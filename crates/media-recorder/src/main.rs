//! Media Recorder: headless record/playback control bar driven from stdin.

mod app;
mod app_command;
mod config;
mod controls;
mod error;
mod input_handler;
mod scrub_bar;
mod synthetic;

pub(crate) use {
    app::App,
    app_command::AppCommand,
    controls::{ControlsOptions, RecorderControls, SurfaceFactory},
    error::{AppError, Result as AppResult},
    input_handler::InputHandler,
    scrub_bar::ScrubBar,
};

use crate::{config::Config, synthetic::HeadlessSurfaceFactory};

use std::{sync::Arc, time::Duration};

use media_recorder_core::SessionGroup;
use tokio::sync::{mpsc, watch};
use tracing::{error, info, warn};
use tracing_subscriber::EnvFilter;

const DEFAULT_LOG_FILTER: &str = "media_recorder=debug,media_recorder_core=debug";

/// Stdin reads run on a blocking thread that cannot be interrupted.
const RUNTIME_SHUTDOWN_TIMEOUT: Duration = Duration::from_millis(200);

/// Application entry point.
fn main() {
    let filter =
        EnvFilter::try_from_default_env().unwrap_or_else(|_| EnvFilter::new(DEFAULT_LOG_FILTER));
    tracing_subscriber::fmt().with_env_filter(filter).init();

    let config = match Config::load() {
        Ok(c) => c,
        Err(e) => {
            error!("Failed to load config: {:?}", e);
            std::process::exit(1);
        }
    };

    let rt = match tokio::runtime::Runtime::new() {
        Ok(rt) => rt,
        Err(e) => {
            error!("Failed to create tokio runtime: {:?}", e);
            std::process::exit(1);
        }
    };

    rt.block_on(async {
        let deny_devices = std::env::var_os(synthetic::DENY_DEVICES_ENV).is_some();
        let backend = synthetic::backend(&config, deny_devices);
        let surfaces = HeadlessSurfaceFactory::new(Arc::clone(&backend.handles));
        let group = SessionGroup::new(backend);
        let events = group.subscribe().await;

        let options = ControlsOptions::from_config(&config, Some(surfaces.create("video")));
        let attached = RecorderControls::attach(group, options, &surfaces).await;
        let (controls, pending) = match attached {
            Ok(attached) => attached,
            Err(e) => {
                error!("Failed to bind controls: {:?}", e);
                std::process::exit(1);
            }
        };

        // Device prompts may never be answered; the app loop must not wait on them.
        tokio::spawn(async move {
            for failure in pending.run().await {
                warn!(member = failure.index, kind = %failure.kind, error = %failure.error, "Capture denied");
            }
        });

        info!("Type a command per line: advance, record, stop, play, pause, seek <secs>, scrub-start, scrub <secs>, scrub-end, remove, mute, unmute, status, quit");

        let (command_tx, command_rx) = mpsc::channel(32);
        let (shutdown_tx, shutdown_rx) = watch::channel(false);
        let input_handler = InputHandler::new(command_tx);

        let app = App {
            controls,
            command_rx,
            events,
            shutdown_tx,
            take_id: None,
        };

        tokio::join!(
            async {
                if let Err(e) = input_handler.run(shutdown_rx).await {
                    error!(error = ?e, "Input handler error");
                }
            },
            async {
                if let Err(e) = app.run().await {
                    error!(error = ?e, "App error");
                }
            }
        );
    });

    rt.shutdown_timeout(RUNTIME_SHUTDOWN_TIMEOUT);
}
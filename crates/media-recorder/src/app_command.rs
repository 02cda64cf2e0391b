use crate::{AppError, AppResult};

use std::{panic::Location, str::FromStr};

use error_location::ErrorLocation;

/// Commands sent from the input handler to the main application.
#[derive(Debug, Clone, Copy, PartialEq)]
pub enum AppCommand {
    /// The single record/stop/play/pause button.
    Advance,
    /// Start recording.
    Record,
    /// Stop recording or playback.
    Stop,
    /// Start playback.
    Play,
    /// Pause playback.
    Pause,
    /// Jump every member to a position in seconds.
    Seek(f64),
    /// The scrub bar was grabbed.
    ScrubStart,
    /// The scrub bar was released.
    ScrubEnd,
    /// The scrub bar was dragged to a position in seconds.
    Scrub(f64),
    /// Discard the recordings and return to the live preview.
    RemoveRecording,
    /// Mute or unmute playback.
    SetMuted(bool),
    /// Log the group snapshot.
    Status,
    /// Request application shutdown.
    Shutdown,
}

impl AppCommand {
    /// Parses one typed line.
    ///
    /// # Errors
    ///
    /// Returns [`AppError::InvalidCommand`] for unknown words, missing or
    /// unparsable positions, and trailing arguments.
    #[track_caller]
    pub fn parse(line: &str) -> AppResult<Self> {
        let caller = Location::caller();
        let invalid = |reason: &str| AppError::InvalidCommand {
            input: line.to_string(),
            reason: reason.to_string(),
            location: ErrorLocation::from(caller),
        };

        let mut words = line.split_whitespace();
        let verb = words
            .next()
            .ok_or_else(|| invalid("empty command"))?
            .to_ascii_lowercase();

        let command = match verb.as_str() {
            "advance" | "toggle" => AppCommand::Advance,
            "record" => AppCommand::Record,
            "stop" => AppCommand::Stop,
            "play" => AppCommand::Play,
            "pause" => AppCommand::Pause,
            "seek" | "scrub" => {
                let seconds = words
                    .next()
                    .ok_or_else(|| invalid("missing position in seconds"))?
                    .parse::<f64>()
                    .map_err(|e| invalid(&format!("bad position: {}", e)))?;

                if !seconds.is_finite() || seconds < 0.0 {
                    return Err(invalid("position must be a non-negative number"));
                }

                if verb == "seek" {
                    AppCommand::Seek(seconds)
                } else {
                    AppCommand::Scrub(seconds)
                }
            }
            "scrub-start" => AppCommand::ScrubStart,
            "scrub-end" => AppCommand::ScrubEnd,
            "remove" => AppCommand::RemoveRecording,
            "mute" => AppCommand::SetMuted(true),
            "unmute" => AppCommand::SetMuted(false),
            "status" => AppCommand::Status,
            "quit" | "exit" => AppCommand::Shutdown,
            _ => return Err(invalid("unknown command")),
        };

        if words.next().is_some() {
            return Err(invalid("unexpected arguments"));
        }

        Ok(command)
    }
}

impl FromStr for AppCommand {
    type Err = AppError;

    #[track_caller]
    fn from_str(s: &str) -> AppResult<Self> {
        Self::parse(s)
    }
}
use crate::config::{default_include_audio, default_max_recording_seconds};

use serde::{Deserialize, Serialize};

/// Recording behaviour of the control surface.
#[derive(Debug, Clone, PartialEq, Serialize, Deserialize)]
pub struct RecordingConfig {
    /// Recording stops by itself after this many seconds.
    #[serde(default = "default_max_recording_seconds")]
    pub max_recording_seconds: u64,

    /// Bind an audio member next to the video one.
    #[serde(default = "default_include_audio")]
    pub include_audio: bool,

    /// Request one combined audio+video capture instead of two.
    #[serde(default)]
    pub combined_capture: bool,
}

impl Default for RecordingConfig {
    fn default() -> Self {
        Self {
            max_recording_seconds: default_max_recording_seconds(),
            include_audio: default_include_audio(),
            combined_capture: false,
        }
    }
}
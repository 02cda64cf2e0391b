use crate::config::default_volume;

use serde::{Deserialize, Serialize};

/// Playback settings.
#[derive(Debug, Clone, PartialEq, Serialize, Deserialize)]
pub struct PlaybackConfig {
    /// Start muted.
    #[serde(default)]
    pub muted: bool,

    /// Volume used when playback starts.
    #[serde(default = "default_volume")]
    pub volume: f64,
}

impl Default for PlaybackConfig {
    fn default() -> Self {
        Self {
            muted: false,
            volume: default_volume(),
        }
    }
}
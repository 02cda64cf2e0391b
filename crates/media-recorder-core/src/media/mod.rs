mod backend;
mod handle;
mod kind;
pub(crate) mod session_group;
mod state;
pub(crate) mod timer;
mod track_session;

pub use {
    backend::{
        CapturedStream, DeviceError, DeviceProvider, Encoder, EncoderError, EncoderFactory,
        FinalizedRecording, LiveTrack, MediaBackend, MemberBinding, PlaybackSurface,
    },
    handle::{Blob, HandleRegistry, HandleTarget, MediaHandle},
    kind::{
        CaptureConstraints, DEFAULT_PLAYBACK_VOLUME, DEFAULT_VIDEO_FRAME_RATE,
        DEFAULT_VIDEO_HEIGHT, DEFAULT_VIDEO_WIDTH, MediaKind, MediaProfile, RecordingContainer,
        RecordingOptions, VideoRecordSettings, VideoRequest,
    },
    session_group::{
        Advanced, DEFAULT_MAX_RECORDING_SECONDS, GroupEvent, GroupSnapshot, MemberFailure,
        MemberSnapshot, SessionGroup, StopOutcome,
    },
    state::SessionState,
    track_session::{RecordingOutcome, TrackSession},
};
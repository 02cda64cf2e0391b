use std::fmt;

use serde::{Deserialize, Serialize};

/// Lifecycle state of a track session or a session group.
#[derive(Debug, Clone, Copy, PartialEq, Eq, Default, Serialize, Deserialize)]
#[serde(rename_all = "lowercase")]
pub enum SessionState {
    /// No device access granted and no source bound.
    #[default]
    Disabled,
    /// Live device track bound for preview.
    Capturing,
    /// Encoder is buffering the live track.
    Recording,
    /// Recording finalized or halted, position at the start.
    Stopped,
    /// Content is advancing.
    Playing,
    /// Content halted in place.
    Paused,
}

impl fmt::Display for SessionState {
    fn fmt(&self, f: &mut fmt::Formatter<'_>) -> fmt::Result {
        let name = match self {
            Self::Disabled => "disabled",
            Self::Capturing => "capturing",
            Self::Recording => "recording",
            Self::Stopped => "stopped",
            Self::Playing => "playing",
            Self::Paused => "paused",
        };
        f.write_str(name)
    }
}
/// Position readout that follows playback unless the user is dragging it.
#[derive(Debug, Clone, Copy, PartialEq)]
pub struct ScrubBar {
    tracking_enabled: bool,
    position: f64,
}

impl Default for ScrubBar {
    fn default() -> Self {
        Self {
            tracking_enabled: true,
            position: 0.0,
        }
    }
}

impl ScrubBar {
    pub fn new() -> Self {
        Self::default()
    }

    /// User grabbed the bar: stop following playback.
    pub fn begin_drag(&mut self) {
        self.tracking_enabled = false;
    }

    /// User released the bar: follow playback again.
    pub fn end_drag(&mut self) {
        self.tracking_enabled = true;
    }

    /// Moves the bar to where the user dragged it.
    pub fn drag_to(&mut self, seconds: f64) {
        self.position = seconds.max(0.0);
    }

    /// Follows the playback position. Ignored while dragging.
    pub fn follow(&mut self, seconds: f64) {
        if self.tracking_enabled {
            self.position = seconds;
        }
    }

    pub fn position(&self) -> f64 {
        self.position
    }

    pub fn is_tracking(&self) -> bool {
        self.tracking_enabled
    }

    /// Position as `MM:SS`.
    pub fn formatted(&self) -> String {
        format_time(self.position)
    }
}

/// Formats whole seconds as `MM:SS`; minutes do not wrap into hours.
pub fn format_time(seconds: f64) -> String {
    if !seconds.is_finite() || seconds <= 0.0 {
        return "00:00".to_string();
    }

    let total = seconds.floor() as u64;
    format!("{:02}:{:02}", total / 60, total % 60)
}
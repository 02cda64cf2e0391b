use media_recorder_core::SessionError;

use std::{panic::Location, result::Result as StdResult};

use error_location::ErrorLocation;
use thiserror::Error;

/// Application-level errors for the media-recorder binary.
///
/// All variants include `ErrorLocation` for call-site tracking.
#[derive(Error, Debug)]
pub enum AppError {
    /// Media session error from media-recorder-core.
    #[error("Session error: {source} {location}")]
    Session {
        /// The underlying session error.
        #[source]
        source: SessionError,
        /// Location where this error was created.
        location: ErrorLocation,
    },

    /// A typed command could not be understood.
    #[error("Invalid command '{input}': {reason} {location}")]
    InvalidCommand {
        /// The line as typed.
        input: String,
        /// Why it was rejected.
        reason: String,
        /// Location where this error was created.
        location: ErrorLocation,
    },

    /// Failed to send message through async channel.
    #[error("Channel send failed: {message} {location}")]
    ChannelSendFailed {
        /// Human-readable error message.
        message: String,
        /// Location where this error was created.
        location: ErrorLocation,
    },

    /// Configuration loading or saving error.
    #[error("Configuration error: {reason} {location}")]
    ConfigError {
        /// Human-readable reason for failure.
        reason: String,
        /// Location where this error was created.
        location: ErrorLocation,
    },

    /// IO error from filesystem or terminal operations.
    #[error("IO error: {source} {location}")]
    IoError {
        /// The underlying IO error.
        #[source]
        source: std::io::Error,
        /// Location where this error was created.
        location: ErrorLocation,
    },
}

// Manual From<SessionError> with location tracking.
// Cannot use #[from] because it does not support extra fields.
impl From<SessionError> for AppError {
    #[track_caller]
    fn from(source: SessionError) -> Self {
        AppError::Session {
            source,
            location: ErrorLocation::from(Location::caller()),
        }
    }
}

impl From<std::io::Error> for AppError {
    #[track_caller]
    fn from(source: std::io::Error) -> Self {
        AppError::IoError {
            source,
            location: ErrorLocation::from(Location::caller()),
        }
    }
}

/// Convenience type alias for Results using `AppError`.
pub type Result<T> = StdResult<T, AppError>;
//! Input patterns for exercising sorting algorithms. Limited to `i32`
//! values; the battery widens the type where it needs to.

use std::env;
use std::str::FromStr;

use once_cell::sync::OnceCell;
use rand::prelude::*;

use zipf::ZipfDistribution;

/// The process-wide pattern seed. Drawn once per process so a failure
/// can be re-run against the same inputs; set `OVERRIDE_SEED=<u64>` to
/// reproduce a reported failure exactly.
pub fn random_init_seed() -> u64 {
    static SEED: OnceCell<u64> = OnceCell::new();

    *SEED.get_or_init(|| match env::var("OVERRIDE_SEED") {
        Ok(val) => u64::from_str(&val).expect("OVERRIDE_SEED must be a u64"),
        Err(_) => thread_rng().gen(),
    })
}

pub fn random(len: usize) -> Vec<i32> {
    //     .
    // : . : :
    // :.:::.::

    let mut rng = new_rng();

    (0..len).map(|_| rng.gen::<i32>()).collect()
}

pub fn random_uniform<R>(len: usize, range: R) -> Vec<i32>
where
    R: Into<rand::distributions::Uniform<i32>>,
{
    // :.:.:.::

    let mut rng = new_rng();
    let dist: rand::distributions::Uniform<i32> = range.into();

    (0..len).map(|_| dist.sample(&mut rng)).collect()
}

/// Heavily duplicated values, per https://en.wikipedia.org/wiki/Zipf's_law
pub fn random_zipf(len: usize, exponent: f64) -> Vec<i32> {
    let mut rng = new_rng();
    let dist = ZipfDistribution::new(len, exponent).unwrap();

    (0..len).map(|_| dist.sample(&mut rng) as i32).collect()
}

/// Random values with the first `sorted_percent` of the slice presorted.
pub fn random_sorted(len: usize, sorted_percent: f64) -> Vec<i32> {
    let mut v = random(len);
    let sorted_len = ((len as f64) * (sorted_percent / 100.0)).round() as usize;

    v[0..sorted_len].sort_unstable();

    v
}

pub fn all_equal(len: usize) -> Vec<i32> {
    // ......
    // ::::::

    vec![66; len]
}

pub fn ascending(len: usize) -> Vec<i32> {
    //     .:
    //   .:::
    // .:::::

    (0..len as i32).collect()
}

pub fn descending(len: usize) -> Vec<i32> {
    // :.
    // :::.
    // :::::.

    (0..len as i32).rev().collect()
}

/// Random values arranged into `saw_count` runs, each sorted ascending
/// or descending at random.
pub fn saw_mixed(len: usize, saw_count: usize) -> Vec<i32> {
    // :.  :.    .::.    .:
    // :::.:::..::::::..:::

    if len == 0 {
        return Vec::new();
    }

    let mut rng = new_rng();
    let mut vals = random(len);
    let chunk_size = len / saw_count.max(1);

    for chunk in vals.chunks_mut(chunk_size.max(1)) {
        if rng.gen::<bool>() {
            chunk.sort_unstable();
        } else {
            chunk.sort_unstable_by_key(|&val| std::cmp::Reverse(val));
        }
    }

    vals
}

pub fn pipe_organ(len: usize) -> Vec<i32> {
    //   .:.
    // .:::::.

    let mut vals = random(len);
    let (first_half, second_half) = vals.split_at_mut(len / 2);

    first_half.sort_unstable();
    second_half.sort_unstable_by_key(|&val| std::cmp::Reverse(val));

    vals
}

fn new_rng() -> StdRng {
    rand::SeedableRng::seed_from_u64(random_init_seed())
}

- [Work item]
Go to the line in the material above that contains "(0..len as i32).rev().collect()" and copy exactly from there through the line that contains "fn new_rng() ->", stopping after it.

- [Output of the task]
    (0..len as i32).rev().collect()
}

/// Random values arranged into `saw_count` runs, each sorted ascending
/// or descending at random.
pub fn saw_mixed(len: usize, saw_count: usize) -> Vec<i32> {
    // :.  :.    .::.    .:
    // :::.:::..::::::..:::

    if len == 0 {
        return Vec::new();
    }

    let mut rng = new_rng();
    let mut vals = random(len);
    let chunk_size = len / saw_count.max(1);

    for chunk in vals.chunks_mut(chunk_size.max(1)) {
        if rng.gen::<bool>() {
            chunk.sort_unstable();
        } else {
            chunk.sort_unstable_by_key(|&val| std::cmp::Reverse(val));
        }
    }

    vals
}

pub fn pipe_organ(len: usize) -> Vec<i32> {
    //   .:.
    // .:::::.

    let mut vals = random(len);
    let (first_half, second_half) = vals.split_at_mut(len / 2);

    first_half.sort_unstable();
    second_half.sort_unstable_by_key(|&val| std::cmp::Reverse(val));

    vals
}

fn new_rng() -> StdRng {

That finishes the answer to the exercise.